It is Rare and Beautiful
What if I told you that there is a metal more than 20 times rarer than gold, a substance so scarce that mankind may eventually be forced to travel to space and mine it on the moon? What is this cosmic element?
And to put into perspective just how rare this stuff is; all the platinum ever mined could fit into your living room.
Platinum is so rare that it is difficult to find legitimate photos of large quantities of the metal.
But before you convert your live savings to platinum, know that this metal has a problem. Despite being rarer and (arguably) more beautiful than everyone else, platinum sometimes feels like the unloved stepchild of the precious metals family. Gold and silver get made into bullion and jewelry, while platinum's main use is in factories and laboratories. What is the future for platinum?
Without any more sensationalism, I am going to objectively analyze the case for investing in this metal. The goal is to determine if platinum is a good alternative to other precious metals and figure out what makes its price move.
Platinum and the Economy:
It is hard to say whether or not platinum should be considered a precious metal in the same sense that gold is. Like silver, platinum's value primarily comes from its uses in industry. Most of this use is in vehicle transmission systems, catalytic converters and medical equipment. There is some bullion being stored, and some of the metal is also used in jewelry but the platinum trade is driven by economic output instead of speculation and love — yes, love — like the gold industry is.
Platinum and silver are very similar, not only in appearance but in how they should be viewed as investments. While gold should be seen as primarily a speculative play, platinum and silver should be analyzed by how much economic value they bring to the table. I hate to put it like this, but no one really cares how rare these metals are. The emotional attachment is simply not there. If we run out of ways to make money with platinum its value will drop to practically nothing.
Platinum vs. Gold:
Historically, platinum has traded at double the price of gold.
Back in 2007 you couldn't blame an investor for believing that platinum was just like gold with a little something extra. Its rare, shiny, but unlike the yellow metal, it actually has significant uses in industry. What could go wrong? The business cycle, thats what.
Yep, as I mentioned earlier the majority of platinum's use is in automotive emissions devices so when the auto industry in America was on the brink of collapse the value of platinum fell with it. Platinum lost most of its economic and speculative demand after the recession but can they come back? Well, looking at this chart it seems like demand has already come back and platinum as regained most of its price since the crash in 2008. (Note: This chart is 4 years old)
But wait, something is still not right here. Why is platinum still trading lower than gold?
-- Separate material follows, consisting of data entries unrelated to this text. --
//! Local inference through an Ollama server.
//!
//! Default endpoint: `http://localhost:11434/api/chat`. The host can be
//! overridden by `OLLAMA_HOST` or the model's `base_url`.

use async_trait::async_trait;
use serde_json::Value;

use crate::conversation::Conversation;
use crate::errors::{BackendError, ConfigError};
use crate::llms::backend::{next_call_sequence, BackendState, ModelBackend};
use crate::llms::providers::utils::{non_empty, send_json};

const PROVIDER: &str = "local";
const DEFAULT_HOST: &str = "http://localhost:11434";

#[derive(Debug, Clone)]
pub struct LocalBackend {
    pub state: BackendState,
    client: reqwest::Client,
}

impl LocalBackend {
    pub fn new(state: BackendState) -> Result<Self, ConfigError> {
        let client = state.http_client()?;
        Ok(Self { state, client })
    }

    pub fn endpoint(&self) -> String {
        let host = self.state.base_url.as_deref().unwrap_or(DEFAULT_HOST);
        let host = if host.starts_with("http://") || host.starts_with("https://") {
            host.to_string()
        } else {
            format!("http://{}", host)
        };
        format!("{}/api/chat", host.trim_end_matches('/'))
    }

    pub fn build_request_body(&self, conversation: &Conversation) -> Value {
        serde_json::json!({
            "model": self.state.model,
            "messages": conversation,
            "stream": false,
            "options": {
                "temperature": self.state.temperature,
                "num_predict": self.state.max_tokens,
            },
        })
    }

    pub fn parse_response(&self, response: &Value) -> Result<String, BackendError> {
        let content = response
            .get("message")
            .and_then(|m| m.get("content"))
            .and_then(Value::as_str)
            .ok_or_else(|| BackendError::InvalidResponse {
                provider: PROVIDER.to_string(),
                message: "no message content in response".into(),
            })?;
        non_empty(PROVIDER, content.to_string())
    }
}

#[async_trait]
impl ModelBackend for LocalBackend {
    fn name(&self) -> &str {
        &self.state.key
    }

    fn provider(&self) -> &str {
        PROVIDER
    }

    async fn complete(&self, conversation: &Conversation) -> Result<String, BackendError> {
        log::debug!(
            "LocalBackend.complete #{}: model={}, messages={}",
            next_call_sequence(),
            self.state.model,
            conversation.len(),
        );
        let request = self
            .client
            .post(self.endpoint())
            .json(&self.build_request_body(conversation));
        let response = send_json(PROVIDER, request).await?;
        self.parse_response(&response)
    }
}

#[cfg(test)]
mod tests {
    use super::*;
    use crate::config::{ModelConfig, Provider, SimulationConfig};

    fn backend(base_url: Option<&str>) -> LocalBackend {
        let run = SimulationConfig::default();
        let mut model = ModelConfig::new(Provider::Local, "llama3");
        model.base_url = base_url.map(str::to_string);
        LocalBackend::new(BackendState::from_config("llama", &model, &run, None)).unwrap()
    }

    #[test]
    fn test_endpoint_resolution() {
        assert_eq!(backend(None).endpoint(), "http://localhost:11434/api/chat");
        assert_eq!(backend(Some("gpu-box:11434")).endpoint(), "http://gpu-box:11434/api/chat");
        assert_eq!(
            backend(Some("https://ollama.internal/")).endpoint(),
            "https://ollama.internal/api/chat"
        );
    }

    #[test]
    fn test_build_request_body() {
        let mut conversation = Conversation::with_system("sys");
        conversation.push_user("Q?");
        let body = backend(None).build_request_body(&conversation);
        assert_eq!(body["model"], "llama3");
        assert_eq!(body["stream"], false);
        assert_eq!(body["options"]["num_predict"], 1000);
        assert_eq!(body["messages"].as_array().unwrap().len(), 2);
    }

    #[test]
    fn test_parse_response() {
        let backend = backend(None);
        let ok = serde_json::json!({"model": "llama3", "message": {"role": "assistant", "content": "5"}, "done": true});
        assert_eq!(backend.parse_response(&ok).unwrap(), "5");
        assert!(backend.parse_response(&serde_json::json!({"done": true})).is_err());
    }
}
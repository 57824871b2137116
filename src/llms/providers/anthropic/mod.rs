//! Anthropic Messages backend.
//!
//! The Messages API takes the system prompt as a top-level `system` field
//! and only `user`/`assistant` turns in `messages`, so the conversation is
//! split before sending. Text blocks of the reply are concatenated.

use async_trait::async_trait;
use serde_json::Value;

use crate::conversation::Conversation;
use crate::errors::{BackendError, ConfigError};
use crate::llms::backend::{next_call_sequence, BackendState, ModelBackend};
use crate::llms::providers::utils::{non_empty, send_json};

const PROVIDER: &str = "anthropic";
const DEFAULT_BASE_URL: &str = "https://api.anthropic.com";
const ANTHROPIC_VERSION: &str = "2023-06-01";

#[derive(Debug, Clone)]
pub struct AnthropicBackend {
    pub state: BackendState,
    pub anthropic_version: String,
    client: reqwest::Client,
}

impl AnthropicBackend {
    pub fn new(state: BackendState) -> Result<Self, ConfigError> {
        let client = state.http_client()?;
        Ok(Self {
            state,
            anthropic_version: ANTHROPIC_VERSION.to_string(),
            client,
        })
    }

    pub fn api_base_url(&self) -> String {
        self.state
            .base_url
            .clone()
            .unwrap_or_else(|| DEFAULT_BASE_URL.to_string())
    }

    pub fn build_request_body(&self, conversation: &Conversation) -> Value {
        let messages: Vec<_> = conversation.dialogue().collect();
        let mut body = serde_json::json!({
            "model": self.state.model,
            "max_tokens": self.state.max_tokens,
            "temperature": self.state.temperature,
            "messages": messages,
        });
        if let Some(system) = conversation.system_prompt() {
            body["system"] = Value::String(system);
        }
        body
    }

    pub fn parse_response(&self, response: &Value) -> Result<String, BackendError> {
        let invalid = |message: String| BackendError::InvalidResponse {
            provider: PROVIDER.to_string(),
            message,
        };

        // Error objects can arrive with a 200 status when streamed through proxies.
        if response.get("type").and_then(Value::as_str) == Some("error") {
            let message = response
                .get("error")
                .and_then(|e| e.get("message"))
                .and_then(Value::as_str)
                .unwrap_or("unknown Anthropic API error");
            return Err(invalid(message.to_string()));
        }

        let blocks = response
            .get("content")
            .and_then(Value::as_array)
            .ok_or_else(|| invalid("no content in response".into()))?;
        let text: String = blocks
            .iter()
            .filter(|b| b.get("type").and_then(Value::as_str) == Some("text"))
            .filter_map(|b| b.get("text").and_then(Value::as_str))
            .collect();

        if let Some(usage) = response.get("usage") {
            log::debug!(
                "Anthropic token usage: input={}, output={}",
                usage.get("input_tokens").and_then(Value::as_i64).unwrap_or(0),
                usage.get("output_tokens").and_then(Value::as_i64).unwrap_or(0),
            );
        }

        non_empty(PROVIDER, text)
    }
}

#[async_trait]
impl ModelBackend for AnthropicBackend {
    fn name(&self) -> &str {
        &self.state.key
    }

    fn provider(&self) -> &str {
        PROVIDER
    }

    async fn complete(&self, conversation: &Conversation) -> Result<String, BackendError> {
        log::debug!(
            "AnthropicBackend.complete #{}: model={}, messages={}",
            next_call_sequence(),
            self.state.model,
            conversation.len(),
        );

        let api_key = self.state.require_api_key(PROVIDER)?;
        let endpoint = format!("{}/v1/messages", self.api_base_url());

        let request = self
            .client
            .post(&endpoint)
            .header("content-type", "application/json")
            .header("x-api-key", api_key)
            .header("anthropic-version", &self.anthropic_version)
            .json(&self.build_request_body(conversation));

        let response = send_json(PROVIDER, request).await?;
        self.parse_response(&response)
    }
}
In my opinion this means one or all of several things; either gold is overvalued, platinum is undervalued, speculators have given up on platinum or the global economy has never actually recovered from 2008.
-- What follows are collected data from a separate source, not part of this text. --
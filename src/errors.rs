//! Error types for the simulation pipeline.
//!
//! Fatal errors (`ConfigError`, `StoreError`, auth failures) abort a run.
//! Everything else is recorded against the affected cell or question and
//! surfaces only in the final summary.

use std::path::PathBuf;
use std::time::Duration;

use serde::{Deserialize, Serialize};
use thiserror::Error;

// ---------------------------------------------------------------------------
// Configuration
// ---------------------------------------------------------------------------

/// Errors raised while building the run configuration. Always fatal.
#[derive(Debug, Error)]
pub enum ConfigError {
    /// A credential required by a selected model is not set.
    #[error("missing credential {env_var} required by model '{model}'")]
    MissingCredential { model: String, env_var: String },

    /// A required input file does not exist.
    #[error("input file not found: {}", path.display())]
    MissingFile { path: PathBuf },

    /// The configuration file could not be read or parsed.
    #[error("failed to load config {}: {message}", path.display())]
    Load { path: PathBuf, message: String },

    /// The configuration is structurally invalid.
    #[error("invalid configuration: {message}")]
    Invalid { message: String },
}

// ---------------------------------------------------------------------------
// Stores
// ---------------------------------------------------------------------------

/// Errors raised while loading or validating persona and instrument stores.
#[derive(Debug, Error)]
pub enum StoreError {
    #[error("failed to read {}: {source}", path.display())]
    Io {
        path: PathBuf,
        #[source]
        source: std::io::Error,
    },

    #[error("failed to parse {}: {source}", path.display())]
    Json {
        path: PathBuf,
        #[source]
        source: serde_json::Error,
    },

    #[error("duplicate persona id {0}")]
    DuplicatePersona(u64),

    #[error("instrument '{instrument}': duplicate question id '{question_id}'")]
    DuplicateQuestion {
        instrument: String,
        question_id: String,
    },

    #[error("scale '{scale}' appears in more than one instrument")]
    DuplicateScale { scale: String },

    #[error("invalid instrument '{instrument}': {message}")]
    InvalidInstrument { instrument: String, message: String },
}

// ---------------------------------------------------------------------------
// Backend
// ---------------------------------------------------------------------------

/// Coarse classification of a backend failure.
#[derive(Debug, Clone, Copy, PartialEq, Eq, Hash, Serialize, Deserialize)]
#[serde(rename_all = "snake_case")]
pub enum BackendErrorKind {
    RateLimited,
    AuthFailure,
    Timeout,
    ServerError,
    InvalidResponse,
}

/// A failed call to a model backend.
#[derive(Debug, Clone, Error)]
pub enum BackendError {
    #[error("{provider}: rate limited")]
    RateLimited {
        provider: String,
        retry_after: Option<Duration>,
    },

    #[error("{provider}: authentication failed: {message}")]
    AuthFailure { provider: String, message: String },

    #[error("{provider}: request timed out")]
    Timeout { provider: String },

    #[error("{provider}: server error ({status}): {message}")]
    ServerError {
        provider: String,
        status: u16,
        message: String,
    },

    #[error("{provider}: invalid response: {message}")]
    InvalidResponse { provider: String, message: String },
}

impl BackendError {
    pub fn kind(&self) -> BackendErrorKind {
        match self {
            Self::RateLimited { .. } => BackendErrorKind::RateLimited,
            Self::AuthFailure { .. } => BackendErrorKind::AuthFailure,
            Self::Timeout { .. } => BackendErrorKind::Timeout,
            Self::ServerError { .. } => BackendErrorKind::ServerError,
            Self::InvalidResponse { .. } => BackendErrorKind::InvalidResponse,
        }
    }

    /// Whether the call may succeed if repeated after a backoff.
    pub fn is_retryable(&self) -> bool {
        matches!(
            self.kind(),
            BackendErrorKind::RateLimited | BackendErrorKind::Timeout | BackendErrorKind::ServerError
        )
    }

    /// Whether the error must abort the whole run.
    pub fn is_fatal(&self) -> bool {
        self.kind() == BackendErrorKind::AuthFailure
    }

    /// Server-suggested wait before the next attempt, if any.
    pub fn retry_after(&self) -> Option<Duration> {
        match self {
            Self::RateLimited { retry_after, .. } => *retry_after,
            _ => None,
        }
    }

    /// The per-question error reason for a non-fatal failure.
    pub fn response_error(&self) -> Option<ResponseError> {
        match self.kind() {
            BackendErrorKind::RateLimited => Some(ResponseError::RateLimited),
            BackendErrorKind::Timeout => Some(ResponseError::Timeout),
            BackendErrorKind::ServerError => Some(ResponseError::ServerError),
            BackendErrorKind::InvalidResponse => Some(ResponseError::InvalidResponse),
            BackendErrorKind::AuthFailure => None,
        }
    }
}

// ---------------------------------------------------------------------------
// Per-question outcomes
// ---------------------------------------------------------------------------

/// Reason a question has no value in the result set.
#[derive(Debug, Clone, Copy, PartialEq, Eq, Hash, PartialOrd, Ord, Serialize, Deserialize)]
#[serde(rename_all = "snake_case")]
pub enum ResponseError {
    Unparseable,
    OutOfRange,
    RateLimited,
    Timeout,
    ServerError,
    InvalidResponse,
    TemplateError,
}

impl ResponseError {
    pub const ALL: [ResponseError; 7] = [
        Self::Unparseable,
        Self::OutOfRange,
        Self::RateLimited,
        Self::Timeout,
        Self::ServerError,
        Self::InvalidResponse,
        Self::TemplateError,
    ];

    pub fn as_str(&self) -> &'static str {
        match self {
            Self::Unparseable => "unparseable",
            Self::OutOfRange => "out_of_range",
            Self::RateLimited => "rate_limited",
            Self::Timeout => "timeout",
            Self::ServerError => "server_error",
            Self::InvalidResponse => "invalid_response",
            Self::TemplateError => "template_error",
        }
    }
}

impl std::fmt::Display for ResponseError {
    fn fmt(&self, f: &mut std::fmt::Formatter<'_>) -> std::fmt::Result {
        f.write_str(self.as_str())
    }
}

/// Failure to extract a valid integer from a model reply.
#[derive(Debug, Clone, Copy, PartialEq, Eq, Error)]
pub enum ParseError {
    #[error("no integer answer found")]
    Unparseable,

    #[error("answer {value} outside {min}..={max}")]
    OutOfRange { value: i64, min: i64, max: i64 },
}

impl From<ParseError> for ResponseError {
    fn from(err: ParseError) -> Self {
        match err {
            ParseError::Unparseable => ResponseError::Unparseable,
            ParseError::OutOfRange { .. } => ResponseError::OutOfRange,
        }
    }
}

// ---------------------------------------------------------------------------
// Templates
// ---------------------------------------------------------------------------

/// Rendering failure. Aborts the affected cell only.
#[derive(Debug, Error)]
pub enum TemplateError {
    #[error("template '{name}' failed to parse: {message}")]
    Parse { name: String, message: String },

    #[error("template '{name}' failed to render: {message}")]
    Render { name: String, message: String },

    #[error("failed to read template {}: {source}", path.display())]
    Io {
        path: PathBuf,
        #[source]
        source: std::io::Error,
    },
}

// ---------------------------------------------------------------------------
// Conversion / export stages
// ---------------------------------------------------------------------------

/// Errors raised by the tabular conversion stages.
#[derive(Debug, Error)]
pub enum ConvertError {
    #[error("failed to read {}: {source}", path.display())]
    Csv {
        path: PathBuf,
        #[source]
        source: csv::Error,
    },

    #[error("{}: missing required column '{column}'", path.display())]
    MissingColumn { path: PathBuf, column: String },

    #[error("{}: duplicate question number '{number}' (scale '{scale}')", path.display())]
    DuplicateQuestion {
        path: PathBuf,
        number: String,
        scale: String,
    },

    #[error("failed to write {}: {source}", path.display())]
    Write {
        path: PathBuf,
        #[source]
        source: std::io::Error,
    },

    #[error("failed to serialize {}: {source}", path.display())]
    Json {
        path: PathBuf,
        #[source]
        source: serde_json::Error,
    },

    #[error(transparent)]
    Store(#[from] StoreError),
}

/// Errors raised while writing or reading exported tables.
#[derive(Debug, Error)]
pub enum ExportError {
    #[error("I/O error on {}: {source}", path.display())]
    Io {
        path: PathBuf,
        #[source]
        source: std::io::Error,
    },

    #[error("CSV error on {}: {source}", path.display())]
    Csv {
        path: PathBuf,
        #[source]
        source: csv::Error,
    },

    #[error("failed to serialize {}: {source}", path.display())]
    Json {
        path: PathBuf,
        #[source]
        source: serde_json::Error,
    },

    #[error("{}: unknown column '{column}'", path.display())]
    UnknownColumn { path: PathBuf, column: String },

    #[error("{}: invalid value '{value}' in column '{column}'", path.display())]
    InvalidValue {
        path: PathBuf,
        column: String,
        value: String,
    },

    /// Two questions flatten to the same `{Scale}_{Subscale}_{QuestionID}` header.
    #[error("column '{column}' is produced by more than one question")]
    DuplicateColumn { column: String },

    #[error("{}: malformed results: {message}", path.display())]
    InvalidResults { path: PathBuf, message: String },

    #[error(transparent)]
    Store(#[from] StoreError),
}

// ---------------------------------------------------------------------------
// Run level
// ---------------------------------------------------------------------------

/// Errors that abort a simulation run.
#[derive(Debug, Error)]
pub enum SimulationError {
    #[error(transparent)]
    Config(#[from] ConfigError),

    #[error(transparent)]
    Store(#[from] StoreError),

    #[error(transparent)]
    Template(#[from] TemplateError),

    #[error("aborting run: {0}")]
    Auth(BackendError),
}

#[cfg(test)]
mod tests {
    use super::*;

    fn rate_limited() -> BackendError {
        BackendError::RateLimited {
            provider: "openai".into(),
            retry_after: Some(Duration::from_secs(2)),
        }
    }

    #[test]
    fn test_retryable_kinds() {
        assert!(rate_limited().is_retryable());
        assert!(BackendError::Timeout { provider: "x".into() }.is_retryable());
        assert!(BackendError::ServerError {
            provider: "x".into(),
            status: 503,
            message: String::new()
        }
        .is_retryable());
        assert!(!BackendError::InvalidResponse {
            provider: "x".into(),
            message: String::new()
        }
        .is_retryable());
    }

    #[test]
    fn test_auth_failure_is_fatal_and_unrecorded() {
        let err = BackendError::AuthFailure {
            provider: "anthropic".into(),
            message: "bad key".into(),
        };
        assert!(err.is_fatal());
        assert!(!err.is_retryable());
        assert_eq!(err.response_error(), None);
    }

    #[test]
    fn test_retry_after_only_for_rate_limits() {
        assert_eq!(rate_limited().retry_after(), Some(Duration::from_secs(2)));
        assert_eq!(BackendError::Timeout { provider: "x".into() }.retry_after(), None);
    }

    #[test]
    fn test_response_error_serializes_snake_case() {
        let json = serde_json::to_string(&ResponseError::OutOfRange).unwrap();
        assert_eq!(json, "\"out_of_range\"");
        assert_eq!(ResponseError::RateLimited.to_string(), "rate_limited");
    }

    #[test]
    fn test_parse_error_maps_to_response_error() {
        assert_eq!(ResponseError::from(ParseError::Unparseable), ResponseError::Unparseable);
        assert_eq!(
            ResponseError::from(ParseError::OutOfRange { value: 9, min: 1, max: 5 }),
            ResponseError::OutOfRange
        );
    }
}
There is a bullish and bearish case for the future of platinum production.
The location of platinum production is less than ideal, with over 75% of the metal being mined in one location: South Africa. This country is plagued with labor issues, including strikes and protests some of which are violent. Because the quantity of the metal is so small, one strike was capable of costing 1.9% of the entire global supply in 2011.
As BullionStreet puts it:
The geographical concentration of platinum and palladium in areas known for their political instability, unreliable infrastructure and labour problems has traditionally exposed production to significant disruptions, subjecting prices and producers' margins to substantial fluctuations over time.
The platinum production situation is undeniably bullish but even this level of supply unreliability does little to boost the demand for the metal.
The need for large quantities of platinum simply isn't there. As the European automotive industry languishes so does the demand for the automobile catalysts that represent the majority of platinum's industrial usage. It is so bad that mines are slowing down production and some may even close. Yes, mines that are extracting a metal 20x rarer than gold are struggling to find buyers.
We are at the point in the business cycle where any investment that is dependent on industrial output, especially consumer discretionary output like automobiles, should be avoided. If the economy enters another recession, platinum will certainly fall even lower than it is now.
I expect platinum will continue to trade significantly below gold for the near future. Only after the economy contracts again, and we begin a new cycle, will this metal become an attractive investment again. This ties in with my previously expressed views that the short term future of gold is bullish but its long term outlook is not. For periods of 1 year to 3 years I expect gold to continue to trade above platinum but for the long term after that, assuming the economy is able to recover from its current morass, platinum has an extremely bright long term future and will return to its place at double the price of gold.
P.S. For those who were wondering why all the hip-hop artists stopped singing about platinum, now you know. This is an article of interest for holders of platinum chains, "grillz," huge watches... and the platinum-focused ETFs PLT, PPLT, and PGM.
Disclosure: I/we have no positions in any stocks mentioned, and no plans to initiate any positions within the next 72 hours.
I wrote this article myself, and it expresses my own opinions. I am not receiving compensation for it (other than from Seeking Alpha). I have no business relationship with any company whose stock is mentioned in this article.